PYGMALION
Royal National Theatre (Olivier), London SE1
Opened 9 April, 1992

Pygmalion always promises trenchant comment about engineered social transformation, but somehow never delivers more than a retread of the nature/nurture trope with a Shavian duologue at the end. Frances Barber's Eliza succeeds gloriously with Phases One (guttersnipe) and Two (highly-polished clockwork model, rigid with social terror) but doesn't quite synthesize them into a rounded person for the final act where such depth is most needed. If at times she resembles a startled emu, Alan Howard's Higgins traverses the entire animal kingdom: growling, mewing, exaggerating every movement, inflexion and expression, but seeming rather hyper-natural than mannered. Michael Bryant and Alison Fiske (as Alfred Doolittle and Mrs Pearce the housekeeper) are licensed to steal their respective scenes.

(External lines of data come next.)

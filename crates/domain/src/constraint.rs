use std::str::FromStr;

use accord_core::{AppError, AppResult, NonEmptyString};
use serde::{Deserialize, Serialize};

/// One action constraint row as listed by the backend.
#[derive(Debug, Clone, PartialEq, Eq, Serialize, Deserialize)]
#[serde(rename_all = "PascalCase")]
pub struct ActionConstraint {
    time_stamp: String,
    constraint_target: String,
    constraint: String,
    constraint_owner: String,
    file: String,
}

impl ActionConstraint {
    /// Creates a constraint row from its five display fields.
    #[must_use]
    pub fn new(
        time_stamp: impl Into<String>,
        constraint_target: impl Into<String>,
        constraint: impl Into<String>,
        constraint_owner: impl Into<String>,
        file: impl Into<String>,
    ) -> Self {
        Self {
            time_stamp: time_stamp.into(),
            constraint_target: constraint_target.into(),
            constraint: constraint.into(),
            constraint_owner: constraint_owner.into(),
            file: file.into(),
        }
    }

    /// Returns when the constraint was recorded.
    #[must_use]
    pub fn time_stamp(&self) -> &str {
        self.time_stamp.as_str()
    }

    /// Returns the user the constraint applies to.
    #[must_use]
    pub fn constraint_target(&self) -> &str {
        self.constraint_target.as_str()
    }

    /// Returns the human-readable restriction.
    #[must_use]
    pub fn constraint(&self) -> &str {
        self.constraint.as_str()
    }

    /// Returns the user who owns the constraint.
    #[must_use]
    pub fn constraint_owner(&self) -> &str {
        self.constraint_owner.as_str()
    }

    /// Returns the constrained file name.
    #[must_use]
    pub fn file(&self) -> &str {
        self.file.as_str()
    }
}

/// Actions a constraint can be requested for.
#[derive(Debug, Clone, Copy, PartialEq, Eq, Hash, Serialize, Deserialize)]
pub enum ConstrainedAction {
    /// Adding a user to a resource.
    #[serde(rename = "Add Permission")]
    AddPermission,
    /// Removing a user from a resource.
    #[serde(rename = "Remove Permission")]
    RemovePermission,
    /// Changing a user's permission level.
    #[serde(rename = "Update Permission")]
    UpdatePermission,
    /// Moving the file.
    Move,
    /// Editing the file.
    Edit,
    /// Deleting the file.
    Delete,
}

impl ConstrainedAction {
    /// Returns the transport value understood by the backend.
    #[must_use]
    pub fn as_str(&self) -> &'static str {
        match self {
            Self::AddPermission => "Add Permission",
            Self::RemovePermission => "Remove Permission",
            Self::UpdatePermission => "Update Permission",
            Self::Move => "Move",
            Self::Edit => "Edit",
            Self::Delete => "Delete",
        }
    }
}

impl FromStr for ConstrainedAction {
    type Err = AppError;

    fn from_str(value: &str) -> Result<Self, Self::Err> {
        match value.trim().to_ascii_lowercase().replace(['-', '_'], " ").as_str() {
            "add permission" => Ok(Self::AddPermission),
            "remove permission" => Ok(Self::RemovePermission),
            "update permission" => Ok(Self::UpdatePermission),
            "move" => Ok(Self::Move),
            "edit" => Ok(Self::Edit),
            "delete" => Ok(Self::Delete),
            _ => Err(AppError::Validation(format!(
                "unknown constrained action '{value}'"
            ))),
        }
    }
}

/// Request to restrict one user's action on one file.
#[derive(Debug, Clone, PartialEq, Eq, Serialize)]
pub struct ConstraintRequest {
    #[serde(rename = "fileName")]
    file_name: NonEmptyString,
    #[serde(rename = "fileID")]
    file_id: NonEmptyString,
    #[serde(rename = "performingUser")]
    performing_user: NonEmptyString,
    action: ConstrainedAction,
}

impl ConstraintRequest {
    /// Creates a validated constraint request.
    pub fn new(
        file_name: impl Into<String>,
        file_id: impl Into<String>,
        performing_user: impl Into<String>,
        action: ConstrainedAction,
    ) -> AppResult<Self> {
        Ok(Self {
            file_name: NonEmptyString::new(file_name)?,
            file_id: NonEmptyString::new(file_id)?,
            performing_user: NonEmptyString::new(performing_user)?,
            action,
        })
    }

    /// Returns the file display name.
    #[must_use]
    pub fn file_name(&self) -> &NonEmptyString {
        &self.file_name
    }

    /// Returns the file identifier.
    #[must_use]
    pub fn file_id(&self) -> &NonEmptyString {
        &self.file_id
    }

    /// Returns the user being constrained.
    #[must_use]
    pub fn performing_user(&self) -> &NonEmptyString {
        &self.performing_user
    }

    /// Returns the constrained action.
    #[must_use]
    pub fn action(&self) -> ConstrainedAction {
        self.action
    }
}
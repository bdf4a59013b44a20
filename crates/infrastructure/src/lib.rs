//! Infrastructure adapters for application ports.

#![forbid(unsafe_code)]

mod http_accord_gateway;

pub use http_accord_gateway::HttpAccordGateway;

No acting, however, can compete with William Dudley's stupefyingly complex design; scene changes are so heavily orchestrated and ostentatious in their use of the Olivier stage revolve that one suspects Dudley is being paid by the revolution. But I suspect fewer punters will come to see Pygmalion than the play that spawned My Fair Lady, and in that light (bolstered by Dominic Muldowney's "nearly" score) it's consummately crafted and continuously entertaining.

Written for City Limits magazine.

Copyright © Ian Shuttleworth; all rights reserved.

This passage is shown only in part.